A ascensão do regime político sem nome, com seu obscurantismo e vulgaridade, combinada com demandas pessoais, tirou-me a vontade de escrever e comentar as patifarias do dia-a-dia da política.
As revelações do Intercept Brasil sobre as maquinações Moro-Dallagnol acendem alguma esperança de que a verdade, como disse Francisco a Lula, prevaleça sobre a mentira.
Aqueles diálogos e conluios não surpreendem.
Não, pelo menos, aos que tiveram clareza, desde o início, sobre os propósitos políticos da Lava Jato, aos que não fecharam os olhos para as ilegalidades, os abusos, as gambiarras e toda as maquinações urdidas para se chegar ao objetivo primordial, o de dar cabo do ciclo de governos petistas e garantir o triunfo do conservantismo, ainda que se valendo da figura primitiva de Bolsonaro, que devia envergonhar as elites nativas que lhe abriram caminho.
Afora este, existiram outros dois grupos de brasileiros.
O dos que sabiam das lavajatices praticadas mas as aplaudia por antipetismo, e o dos que acreditaram sinceramente em Moro e seus procuradores como salvadores da pátria e cruzados da corrupção.
Aos que sempre enxergaram a natureza política da Lava Jato, e por criticá-la foram chamados de coniventes com a corrupção e vassalos do PT, perderam amigos e até empregos, as revelações do conluio não surpreendem.
Trazem a náusea que vem diante da podridão, mas trazem também ar e luz, reavivam a crença na verdade e no jornalismo.
Jornalismo alternativo, por sinal, capitaneado por um jornalista estrangeiro, o que devia fazer corar a grande mídia nacional.
Tudo estava aí, à espera do empenho em conseguir as evidências de que Sergio Moro e os procuradores cruzaram a linha que deve separar quem investiga, quem instrui o processo e quem julga.
Ali, o que havia era uma organização jogando o vale tudo para alcançar objetivos políticos: primeiro, apear Dilma do poder, inclusive vazando áudios ilegalmente obtidos e divulgados, que foram decisivos para o impeachment.
Depois, forçando a mão na investigação de Lula no caso do triplex, acelerando o julgamento na primeira e na segunda instâncias, de modo a torná-lo inelegível antes do início da campanha de 2018, cassando-lhe a candidatura que seria vitoriosa.

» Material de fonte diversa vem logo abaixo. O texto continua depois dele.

//! Forecasting models for yearly count series
//!
//! Two model families are supported, Holt-Winters triple exponential
//! smoothing and seasonal ARIMA with automatic order search. Each family
//! implements [`ForecastModel`]; the closed set the pipeline works with is
//! [`ModelVariant`], whose fitted counterpart is [`FittedModel`].

use crate::config::PipelineConfig;
use crate::data::TimeSeries;
use crate::error::{ForecastError, Result};
use statrs::distribution::{ContinuousCDF, Normal};
use std::fmt::Debug;

pub mod arima;
pub mod auto_arima;
pub mod exponential_smoothing;

use auto_arima::{AutoArima, TrainedAutoArima};
use exponential_smoothing::{HoltWinters, TrainedHoltWinters};

/// Forecast result containing predicted values
#[derive(Debug, Clone, PartialEq)]
pub struct ForecastResult {
    /// Forecasted values
    values: Vec<f64>,
    /// Number of periods forecasted
    horizons: usize,
    /// Prediction intervals (optional)
    intervals: Option<Vec<(f64, f64)>>,
}

impl ForecastResult {
    /// Create a new forecast result
    pub fn new(values: Vec<f64>, horizons: usize) -> Result<Self> {
        if values.len() != horizons {
            return Err(ForecastError::ForecastingError(format!(
                "Values length ({}) doesn't match horizons ({})",
                values.len(),
                horizons
            )));
        }

        if let Some(step) = values.iter().position(|v| !v.is_finite()) {
            return Err(ForecastError::ForecastingError(format!(
                "Forecast is not finite at step {} of {}",
                step + 1,
                horizons
            )));
        }

        Ok(Self {
            values,
            horizons,
            intervals: None,
        })
    }

    /// Create a new forecast result with prediction intervals
    pub fn new_with_intervals(
        values: Vec<f64>,
        horizons: usize,
        intervals: Vec<(f64, f64)>,
    ) -> Result<Self> {
        if values.len() != intervals.len() {
            return Err(ForecastError::ForecastingError(format!(
                "Values length ({}) doesn't match intervals length ({})",
                values.len(),
                intervals.len()
            )));
        }

        let mut result = Self::new(values, horizons)?;
        result.intervals = Some(intervals);
        Ok(result)
    }

    /// Empty forecast
    pub fn empty() -> Self {
        Self {
            values: Vec::new(),
            horizons: 0,
            intervals: None,
        }
    }

    /// Get the forecasted values
    pub fn values(&self) -> &[f64] {
        &self.values
    }

    /// Get the number of periods forecasted
    pub fn horizons(&self) -> usize {
        self.horizons
    }

    /// Whether nothing was forecast
    pub fn is_empty(&self) -> bool {
        self.values.is_empty()
    }

    /// Get the prediction intervals, if available
    pub fn intervals(&self) -> Option<&[(f64, f64)]> {
        self.intervals.as_deref()
    }

    /// The first `steps` periods of this forecast
    pub fn prefix(&self, steps: usize) -> Result<ForecastResult> {
        if steps > self.horizons {
            return Err(ForecastError::ForecastingError(format!(
                "Cannot take {} steps from a {}-step forecast",
                steps, self.horizons
            )));
        }

        Ok(Self {
            values: self.values[..steps].to_vec(),
            horizons: steps,
            intervals: self.intervals.as_ref().map(|i| i[..steps].to_vec()),
        })
    }
}

/// Two-sided standard normal quantile for a central interval `level`
pub(crate) fn normal_quantile(level: f64) -> Result<f64> {
    if !(level > 0.0 && level < 1.0) {
        return Err(ForecastError::InvalidParameter(format!(
            "Interval level must be between 0 and 1, got {}",
            level
        )));
    }
    let normal = Normal::new(0.0, 1.0)
        .map_err(|e| ForecastError::InvalidParameter(e.to_string()))?;
    Ok(normal.inverse_cdf((1.0 + level) / 2.0))
}

/// Fitted forecast model
pub trait TrainedForecastModel: Debug + Send {
    /// Generate forecast for future periods
    fn forecast(&self, horizons: usize) -> Result<ForecastResult>;

    /// Generate forecast with central prediction intervals at `level`
    fn forecast_with_intervals(&self, horizons: usize, level: f64) -> Result<ForecastResult>;

    /// Name of the model
    fn name(&self) -> &str;

    /// Short description of the fitted form
    fn describe(&self) -> String;
}

/// Forecast model that can be fitted on a yearly series
pub trait ForecastModel: Debug + Clone {
    /// The type of fitted model produced
    type Trained: TrainedForecastModel;

    /// Fit the model on the training series
    fn fit(&self, data: &TimeSeries) -> Result<Self::Trained>;

    /// Get the name of the model
    fn name(&self) -> &str;
}

/// The model families the pipeline compares
#[derive(Debug, Clone)]
pub enum ModelVariant {
    /// Additive Holt-Winters
    ExponentialSmoothing(HoltWinters),
    /// Seasonal ARIMA with automatic order search
    AutoArima(AutoArima),
}

impl ModelVariant {
    /// Registered variants in tie-break order: Holt-Winters first, then ARIMA
    pub fn registry(config: &PipelineConfig) -> Result<Vec<ModelVariant>> {
        Ok(vec![
            ModelVariant::ExponentialSmoothing(HoltWinters::new(config.seasonal_period)?),
            ModelVariant::AutoArima(AutoArima::new(
                config.seasonal_period,
                config.seasonal_differencing,
                config.arima.clone(),
            )?),
        ])
    }

    /// Name of the model family
    pub fn name(&self) -> &str {
        match self {
            ModelVariant::ExponentialSmoothing(m) => m.name(),
            ModelVariant::AutoArima(m) => m.name(),
        }
    }

    /// Fit the variant on `series`
    pub fn fit(&self, series: &TimeSeries) -> Result<FittedModel> {
        match self {
            ModelVariant::ExponentialSmoothing(m) => {
                m.fit(series).map(FittedModel::ExponentialSmoothing)
            }
            ModelVariant::AutoArima(m) => m.fit(series).map(FittedModel::AutoArima),
        }
    }
}

/// Fitted state of one [`ModelVariant`]
#[derive(Debug, Clone)]
pub enum FittedModel {
    /// Fitted Holt-Winters
    ExponentialSmoothing(TrainedHoltWinters),
    /// Fitted seasonal ARIMA
    AutoArima(TrainedAutoArima),
}

impl FittedModel {
    fn inner(&self) -> &dyn TrainedForecastModel {
        match self {
            FittedModel::ExponentialSmoothing(m) => m,
            FittedModel::AutoArima(m) => m,
        }
    }

    /// Forecast `steps` periods after the training window
    pub fn forecast(&self, steps: usize) -> Result<ForecastResult> {
        self.inner().forecast(steps)
    }

    /// Forecast with prediction intervals
    pub fn forecast_with_intervals(&self, steps: usize, level: f64) -> Result<ForecastResult> {
        self.inner().forecast_with_intervals(steps, level)
    }

    /// Name of the model family
    pub fn name(&self) -> &str {
        self.inner().name()
    }

    /// Fitted form, e.g. `ARIMA(1,1,0)(0,1,1)[12]`
    pub fn describe(&self) -> String {
        self.inner().describe()
    }
}

#[cfg(test)]
mod tests {
    use super::*;
    use approx::assert_relative_eq;

    #[test]
    fn test_forecast_result_length_checked() {
        assert!(ForecastResult::new(vec![1.0, 2.0], 3).is_err());
        assert!(ForecastResult::new(vec![1.0, f64::NAN], 2).is_err());
    }

    #[test]
    fn test_prefix_keeps_intervals() {
        let result =
            ForecastResult::new_with_intervals(vec![1.0, 2.0, 3.0], 3, vec![(0.0, 2.0); 3])
                .unwrap();
        let head = result.prefix(2).unwrap();
        assert_eq!(head.values(), &[1.0, 2.0]);
        assert_eq!(head.intervals().unwrap().len(), 2);
        assert!(result.prefix(4).is_err());
    }

    #[test]
    fn test_normal_quantile() {
        assert_relative_eq!(normal_quantile(0.95).unwrap(), 1.959964, epsilon = 1e-5);
        assert!(normal_quantile(1.0).is_err());
    }

    #[test]
    fn test_registry_order() {
        let models = ModelVariant::registry(&PipelineConfig::default()).unwrap();
        let names: Vec<&str> = models.iter().map(|m| m.name()).collect();
        assert_eq!(names, vec!["Holt-Winters", "ARIMA"]);
    }
}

E, ainda, cassando-lhe ao direito à livre expressão, impedindo que concesse entrevista antes do pleito, para evitar o risco de uma vitória de Haddad.
Lula sempre foi o alvo, não viu quem não quis ver e os que, por desinformação e manipulação, não têm olhos para ver.
Hoje o Conselho Nacional do Ministério Público finalmente abriu processo investigativo contra Dallagnol e os procuradores da Lava Jato. Mas falta muito mais para que seja restabelecida a crença na Justiça.
Ainda que Moro, tendo renunciado ao posto de juiz para se tornar ministro de quem ajudou a eleger, não possa mais responder ao CNJ, espera-se do STF uma reação que resgate sua autoridade como instância suprema do Judiciário.
E pode começar a fazer isso hoje, concedendo Habeas Corpus ex-Oficio ao ex-presidente Lula, condenado num processo que, agora se vê – com náusea mas não com surpresa – transgrediu o devido processo legal em mais de um ponto.
Juiz não pode trocar figurinha com procurador, juiz não pode instruir e dar pistas a investigador, juiz não pode antecipar sentença, juiz não pode dar bronca em procurador, juiz julga, não comanda todo o processo, guiando-o segundo seus propósitos.
Assim deve ser, assim manda o CPP.
O que virá agora, não se sabe.
Sozinha, a esquerda não terá força no Congresso para instalar CPI ou criar o quadro político que leve à restauração da normalidade jurídica conspurcada pela Lava Jato.
Para os partidos de centro e centro-direita que prezam o Estado Democrático de Direito estão desafiados a também reagirem exigindo o mínimo, para começar: afastamento de Moro do MJ e dos procuradores da Lava Jato, libertação de Lula e revisão dos processos decorrentes da operação.
Isso não quer dizer perdão aos corruptos de fato mas garantia de justiça nas condenações, pois agora sobre tudo paira a sombra.